Personal training is available in your home, at gyms and smaller studios. This is best for those who want the safety and effectiveness benefits that only directly focused expertise can provide. It’s a great investment if you find the right match. Here’s a checklist you may want to consult if you’re in the market for a trainer.
Small group training provides some of the same advantages of one-on-one training, but at a lower cost and with a more structured, less flexible program format. And the trainer/instructor is shared by a few to several people (but usually less than 10). It’s the perfect solution for those who are not able to invest in private training and is currently one of the fastest growing areas of fitness services available.
Large group classes work well for folks who are looking for lower cost options and don’t mind or even enjoy a bigger group to exercise with, like Zumba or cardio kickboxing classes. But it’s best to have a good idea about your current fitness level, limitations and injury history/predispositions going in to minimize your risk of injury.

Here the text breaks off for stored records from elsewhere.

//! Tracing setup and span helpers for prompt execution.
//!
//! Every execution runs inside an `execution` span; each tool call inside a
//! `tool_call` span carrying its trace coordinates, so log lines emitted by
//! backends and sinks can be correlated by `trace_id`.

use tracing::{Level, span};
use tracing_subscriber::{
    EnvFilter,
    fmt::{self, format::FmtSpan},
    layer::SubscriberExt,
    util::SubscriberInitExt,
};

use crate::trace::TraceContext;

/// Log line layout.
#[derive(Debug, Clone, Copy, PartialEq, Eq, Default)]
pub enum LogFormat {
    #[default]
    Compact,
    Json,
}

impl std::str::FromStr for LogFormat {
    type Err = String;

    fn from_str(s: &str) -> Result<Self, Self::Err> {
        match s.to_ascii_lowercase().as_str() {
            "compact" | "text" => Ok(Self::Compact),
            "json" => Ok(Self::Json),
            other => Err(format!("unknown log format '{other}' (expected compact or json)")),
        }
    }
}

/// Initialize the global tracing subscriber.
///
/// `RUST_LOG` wins when set. Otherwise the filter is `promptrun=info,warn`, or
/// `promptrun=debug,info` when `verbose` is true. Logs go to stderr so stdout
/// stays clean for `--json` output.
///
/// # Errors
///
/// Returns an error if a global subscriber is already installed.
pub fn init_tracing(verbose: bool, format: LogFormat) -> Result<(), Box<dyn std::error::Error>> {
    let env_filter = EnvFilter::try_from_default_env()
        .or_else(|_| {
            if verbose {
                EnvFilter::try_new("promptrun=debug,info")
            } else {
                EnvFilter::try_new("promptrun=info,warn")
            }
        })
        .unwrap_or_else(|_| EnvFilter::new("info"));

    match format {
        LogFormat::Json => {
            tracing_subscriber::registry()
                .with(env_filter)
                .with(
                    fmt::layer()
                        .json()
                        .with_writer(std::io::stderr)
                        .with_current_span(true)
                        .with_span_list(false),
                )
                .try_init()?;
        }
        LogFormat::Compact if verbose => {
            tracing_subscriber::registry()
                .with(env_filter)
                .with(
                    fmt::layer()
                        .with_writer(std::io::stderr)
                        .with_target(true)
                        .with_thread_ids(false)
                        .with_line_number(false)
                        .with_file(false)
                        .with_span_events(FmtSpan::CLOSE)
                        .compact(),
                )
                .try_init()?;
        }
        LogFormat::Compact => {
            tracing_subscriber::registry()
                .with(env_filter)
                .with(
                    fmt::layer()
                        .with_writer(std::io::stderr)
                        .with_target(false)
                        .with_thread_ids(false)
                        .with_line_number(false)
                        .with_file(false)
                        .compact(),
                )
                .try_init()?;
        }
    }

    Ok(())
}

/// Span wrapping one full execution (all gate attempts).
pub fn execution_span(prompt_id: &str, request_id: &str, trace: &TraceContext) -> tracing::Span {
    span!(
        Level::INFO,
        "execution",
        prompt_id = %prompt_id,
        request_id = %request_id,
        trace_id = %trace.trace_id,
    )
}

/// Span wrapping a single tool call within a dispatch batch.
pub fn tool_call_span(tool_name: &str, trace: &TraceContext) -> tracing::Span {
    span!(
        Level::DEBUG,
        "tool_call",
        tool = %tool_name,
        trace_id = %trace.trace_id,
        span_id = %trace.span_display(),
        parent_span_id = %trace.parent_span_id.as_deref().unwrap_or("-"),
    )
}

#[cfg(test)]
mod tests {
    use super::*;

    #[test]
    fn test_log_format_parsing() {
        assert_eq!("json".parse::<LogFormat>().unwrap(), LogFormat::Json);
        assert_eq!("Compact".parse::<LogFormat>().unwrap(), LogFormat::Compact);
        assert!("xml".parse::<LogFormat>().is_err());
    }

    #[test]
    fn test_tracing_initialization() {
        // A second init in the same process fails; either outcome is fine here.
        let result = init_tracing(false, LogFormat::Compact);
        assert!(result.is_ok() || result.is_err());
    }

    #[test]
    fn test_span_creation() {
        let trace = TraceContext::new_root("execution");
        let span = execution_span("p1", "req-1", &trace);
        if let Some(metadata) = span.metadata() {
            assert_eq!(metadata.name(), "execution");
        }

        let span = tool_call_span("search", &trace.child("tool_call"));
        if let Some(metadata) = span.metadata() {
            assert_eq!(metadata.name(), "tool_call");
        }
    }
}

As for the gym scene, just think about what you want and what it’s worth to you. Club Sport in Pleasanton, Lifestyle Rx, and Livermore Valley Tennis Club in Livermore each offer the full-range health club experience but they charge accordingly. 24 Hour Super Sport and Bay Area Family Fitness Center (formally Express Fitness) move in the other direction and feature more affordable pricing options, but fewer frills and premium services. But one often overlooked factor that is important before committing to an extended contract at any club is how the culture and environment fits you personally. I know people at each facility that wouldn’t consider going to any other place, and some that wish they weren’t tied to the place they are so they could try one of the others. The contracts and initiation fees can make that option less viable once the ink is on the paper.
One last category of service providers is the studios that offer either multiple or unlimited class sessions for a flat monthly rate. Jazzercise, various boot camps, , and Reactive Gym, as well as my own studio, Tri Valley Trainer, offer that option with varied formats and demographics in mind. A major advantage with this option is schedule flexibility and increased relative value for the more frequent exercisers, without paying for services that you don’t use.
Be sure to take advantage of any trial offers that discount or eliminate the cost of trying the facility or service. You need to know if it’s a good fit for you.
Then make your choice and get going!